24 May
2018

What’s the Point of Veganism?

Posted in Environment, Ethics

Veganism is apparently the fastest growing ‘lifestyle movement’ in the UK today. Within the space of a decade the number of British vegans has increased by 350% and now over half a million people follow a diet free of animal products. Whilst this is still only about 1% of the adult population, the accelerating growth of veganism, the ever-expanding selection of vegan food as well as of clothing alternatives and a relentless media coverage of the phenomenon has meant that we are no longer talking about a peripheral trend.

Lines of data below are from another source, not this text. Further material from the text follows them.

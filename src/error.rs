//! Error taxonomy of the request path.
//!
//! A non-2xx response is not an error here: it is a response like any other
//! and flows back to the client unchanged.

/// Failure to obtain a complete response from the network.
#[derive(Debug, Clone, thiserror::Error)]
pub enum FetchError {
  /// DNS, connection, TLS or timeout failure before any status arrived
  #[error("{url} unreachable: {reason}")]
  Unreachable { url: String, reason: String },

  /// The server answered with a status but the body was cut short. The
  /// request reached the server and may have taken effect.
  #[error("{url} answered {status} but the body was lost: {reason}")]
  Incomplete {
    url: String,
    status: u16,
    reason: String,
  },
}

impl FetchError {
  pub fn unreachable(url: impl Into<String>, reason: impl ToString) -> Self {
    Self::Unreachable {
      url: url.into(),
      reason: reason.to_string(),
    }
  }

  pub fn incomplete(url: impl Into<String>, status: u16, reason: impl ToString) -> Self {
    Self::Incomplete {
      url: url.into(),
      status,
      reason: reason.to_string(),
    }
  }

  /// No status line was received at all.
  pub fn is_unreachable(&self) -> bool {
    matches!(self, Self::Unreachable { .. })
  }
}

/// Conditions the interceptor cannot absorb and must surface to the caller.
#[derive(Debug, thiserror::Error)]
pub enum InterceptError {
  /// Neither network nor a local fallback produced a response
  #[error(transparent)]
  Fetch(#[from] FetchError),

  /// The sale could not be queued because its body is not JSON; the
  /// network failure that triggered the fallback is what the caller sees.
  #[error("{network} (sale body not queued: {reason})")]
  MalformedPayload {
    #[source]
    network: FetchError,
    reason: String,
  },

  /// The sale could not be written to the outbox, so it is NOT safely queued
  #[error("sale could not be stored offline: {0}")]
  OutboxWrite(String),
}

impl InterceptError {
  /// Whether the failure stems from the network being unavailable.
  pub fn is_offline(&self) -> bool {
    match self {
      Self::Fetch(e) => e.is_unreachable(),
      Self::MalformedPayload { .. } => true,
      Self::OutboxWrite(_) => false,
    }
  }
}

The mass production and consumption of animal products today does much to make sense of vegans’ central motives, namely, ‘animal welfare, environmental concerns and personal health’. The modern development of intensive factory farming, which is strictly driven by the bottom line in opposition to seemingly inefficient concerns for animal welfare, has inevitably led to battery caged hens and over-lactating cows being squeezed like lemons for their very last drop of profitability. Likewise, the scale of current livestock production has profound environmental impacts and is said to be responsible for 14.5% of all anthropogenic greenhouse gas emissions, principally due to mass overproduction of grain feed and enteric fermentation, whilst modern overfishing is driving both fish and fisheries to extinction. And the insatiable demand which drives all this supply, of course, leads to an unhealthy overconsumption of animal produce, in particular in satisfying our appetite for processed meats, now considered a Group 1 carcinogen.

Care for animals, nevertheless, is cited as the main reason for people becoming vegan and here the central aim seems to be an attempt to resolve what Chris Diehm calls ‘the paradox of the cats in our houses and cows on our plates’. As Francesca Aran Murphy notes, this now causes such consternation because our pets have been transformed from pest controllers and property guardians to ‘emotional dumpsters for our sorrows and desires’. For Murphy, the fact that we simultaneously ‘sentimentalize and bestialize our animals’ is a direct result of our failure to provide a deep account of the ‘nature’ of these animals, meaning each animal is no longer seen as an integral part of an ordered natural ecology ‘but is simply fodder for it’.

It is here that vegans rightly look to correct our treatment of animals and will often make reference to the ways in which we deprive animals from living ‘according to natural patterns of their inclination’. On this, many can agree that agricultural systems that work against the natural realities of chickens roosting and cattle grazing rather than with them are modes of domination rather than of stewardship – but by bracketing serious consideration of our own human nature and applying simple rule-based ethics to the situation, veganism only entrenches our misunderstandings of animal nature.

The same sentimentalized anthropomorphism is recast in a now radicalized form and necessary distinctions between animals are lost. Thus the ancient ‘symbiotic relationship’ between beekeepers and honey bees, when ‘viewed through the vegan lens’, is seen as ‘literal daylight robbery’ rather than a real means to saving the dwindling bee and pollinator populations. Meanwhile, consuming sustainably farmed nutritious bivalves that lack any central nervous system is proscribed solely on the fideistic grounds that ‘if you choose to eat oysters, you’re not a vegan’.

This endgame of empty absolutism can ultimately find succour only in reversing the dictum that ‘it is not what goes into the mouth that defiles a person, but what comes out’ – like all the other dietary laws that modern man constructs for the preservation of his own purity, veganism frees its adherents from their real responsibility of stewardship only to leave them yoked to self-policing the minutiae of their law. Instead we must reclaim this foundational duty, recognise our own distinct nature as rational animals and use our reflective and active capacities to reintegrate animals into a sustainable permaculture that secures a healthy ecology for both man and nature.